▶ [Task to carry out]: Retype every line below precisely as it appears.

--------

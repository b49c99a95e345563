pub mod action;
mod state;
mod state_store;

pub use self::state::{ServerConnectionStatus, State};
pub use self::state_store::StateStore;
use anyhow::Context;
use futures_util::{stream::SplitSink, SinkExt};
use tokio::net::TcpStream;
use tokio_stream::StreamExt;
use tokio_tungstenite::{
    accept_hdr_async,
    tungstenite::{
        handshake::server::{ErrorResponse, Request, Response},
        http::{header, StatusCode},
        Message,
    },
    WebSocketStream,
};

use crate::{command, event};

use super::common::{parse_frame, to_frame, BoxedStream, FrameError};

/// [CommandStream] is a stream of [crate::command::UserCommand]s sent by the client
///
/// # Cancel Safety
///
/// This stream is cancel-safe, meaning that it can be used in [tokio::select!]
/// without the risk of missing commands.
pub type CommandStream = BoxedStream<Result<command::UserCommand, FrameError>>;

/// [EventWriter] is a wrapper around a websocket sink which writes [crate::event::Event]s to the client
pub struct EventWriter {
    sink: SplitSink<WebSocketStream<TcpStream>, Message>,
}

impl EventWriter {
    pub fn new(sink: SplitSink<WebSocketStream<TcpStream>, Message>) -> Self {
        Self { sink }
    }

    /// Send a [crate::event::Event] as a single text frame
    ///
    /// # Cancel Safety
    ///
    /// This method is not cancellation safe. If it is used as the event
    /// in a [tokio::select!] statement and some other
    /// branch completes first, then the provided [crate::event::Event] may have been
    /// partially written to the socket.
    pub async fn write(&mut self, event: &event::Event) -> anyhow::Result<()> {
        let frame = to_frame(event).context("could not serialize event")?;

        self.sink
            .send(frame)
            .await
            .context("could not write event to the client")?;

        Ok(())
    }

    /// Send a close frame and flush the socket
    pub async fn close(&mut self) -> anyhow::Result<()> {
        self.sink
            .close()
            .await
            .context("could not close the client socket")
    }
}

/// Decides whether a handshake is allowed based on its `Origin` header.
///
/// Requests without an `Origin` header come from non-browser clients and are accepted.
/// Browser requests must come from one of the allowed origins, `*` allows any origin.
/// Accepted browser origins are echoed back in `Access-Control-Allow-Origin`.
pub fn check_origin(
    request: &Request,
    mut response: Response,
    allowed_origins: &[String],
) -> Result<Response, ErrorResponse> {
    let Some(origin) = request.headers().get(header::ORIGIN) else {
        return Ok(response);
    };

    let is_allowed = origin
        .to_str()
        .map(|origin| {
            allowed_origins
                .iter()
                .any(|allowed| allowed == "*" || allowed == origin)
        })
        .unwrap_or(false);

    if !is_allowed {
        let mut rejection = ErrorResponse::new(Some(String::from("origin is not allowed")));
        *rejection.status_mut() = StatusCode::FORBIDDEN;

        return Err(rejection);
    }

    response
        .headers_mut()
        .insert(header::ACCESS_CONTROL_ALLOW_ORIGIN, origin.clone());

    Ok(response)
}

/// Performs the websocket handshake on a freshly accepted TCP stream and
/// splits the connection into a stream of commands and an event writer.
///
/// # Arguments
///
/// - `stream` - A [TcpStream] accepted by the server
/// - `allowed_origins` - Browser origins which may open a connection
pub async fn accept(
    stream: TcpStream,
    allowed_origins: &[String],
) -> anyhow::Result<(CommandStream, EventWriter)> {
    let ws_stream = accept_hdr_async(stream, |request: &Request, response: Response| {
        check_origin(request, response, allowed_origins)
    })
    .await
    .context("websocket handshake with the client failed")?;

    let (sink, stream) = futures_util::StreamExt::split(ws_stream);

    Ok((
        Box::pin(stream.filter_map(parse_frame::<command::UserCommand>)),
        EventWriter::new(sink),
    ))
}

--------

▶ [Answer for this exercise]:
repository b49c99a95e345563
pub mod action;
mod state;
mod state_store;

pub use self::state::{ServerConnectionStatus, State};
pub use self::state_store::StateStore;
use anyhow::Context;
use futures_util::{stream::SplitSink, SinkExt};
use tokio::net::TcpStream;
use tokio_stream::StreamExt;
use tokio_tungstenite::{
    accept_hdr_async,
    tungstenite::{
        handshake::server::{ErrorResponse, Request, Response},
        http::{header, StatusCode},
        Message,
    },
    WebSocketStream,
};

use crate::{command, event};

use super::common::{parse_frame, to_frame, BoxedStream, FrameError};

/// [CommandStream] is a stream of [crate::command::UserCommand]s sent by the client
///
/// # Cancel Safety
///
/// This stream is cancel-safe, meaning that it can be used in [tokio::select!]
/// without the risk of missing commands.
pub type CommandStream = BoxedStream<Result<command::UserCommand, FrameError>>;

/// [EventWriter] is a wrapper around a websocket sink which writes [crate::event::Event]s to the client
pub struct EventWriter {
    sink: SplitSink<WebSocketStream<TcpStream>, Message>,
}

impl EventWriter {
    pub fn new(sink: SplitSink<WebSocketStream<TcpStream>, Message>) -> Self {
        Self { sink }
    }

    /// Send a [crate::event::Event] as a single text frame
    ///
    /// # Cancel Safety
    ///
    /// This method is not cancellation safe. If it is used as the event
    /// in a [tokio::select!] statement and some other
    /// branch completes first, then the provided [crate::event::Event] may have been
    /// partially written to the socket.
    pub async fn write(&mut self, event: &event::Event) -> anyhow::Result<()> {
        let frame = to_frame(event).context("could not serialize event")?;

        self.sink
            .send(frame)
            .await
            .context("could not write event to the client")?;

        Ok(())
    }

    /// Send a close frame and flush the socket
    pub async fn close(&mut self) -> anyhow::Result<()> {
        self.sink
            .close()
            .await
            .context("could not close the client socket")
    }
}

/// Decides whether a handshake is allowed based on its `Origin` header.
///
/// Requests without an `Origin` header come from non-browser clients and are accepted.
/// Browser requests must come from one of the allowed origins, `*` allows any origin.
/// Accepted browser origins are echoed back in `Access-Control-Allow-Origin`.
pub fn check_origin(
    request: &Request,
    mut response: Response,
    allowed_origins: &[String],
) -> Result<Response, ErrorResponse> {
    let Some(origin) = request.headers().get(header::ORIGIN) else {
        return Ok(response);
    };

    let is_allowed = origin
        .to_str()
        .map(|origin| {
            allowed_origins
                .iter()
                .any(|allowed| allowed == "*" || allowed == origin)
        })
        .unwrap_or(false);

    if !is_allowed {
        let mut rejection = ErrorResponse::new(Some(String::from("origin is not allowed")));
        *rejection.status_mut() = StatusCode::FORBIDDEN;

        return Err(rejection);
    }

    response
        .headers_mut()
        .insert(header::ACCESS_CONTROL_ALLOW_ORIGIN, origin.clone());

    Ok(response)
}

/// Performs the websocket handshake on a freshly accepted TCP stream and
/// splits the connection into a stream of commands and an event writer.
///
/// # Arguments
///
/// - `stream` - A [TcpStream] accepted by the server
/// - `allowed_origins` - Browser origins which may open a connection
pub async fn accept(
    stream: TcpStream,
    allowed_origins: &[String],
) -> anyhow::Result<(CommandStream, EventWriter)> {
    let ws_stream = accept_hdr_async(stream, |request: &Request, response: Response| {
        check_origin(request, response, allowed_origins)
    })
    .await
    .context("websocket handshake with the client failed")?;

    let (sink, stream) = futures_util::StreamExt::split(ws_stream);

    Ok((
        Box::pin(stream.filter_map(parse_frame::<command::UserCommand>)),
        EventWriter::new(sink),
    ))
}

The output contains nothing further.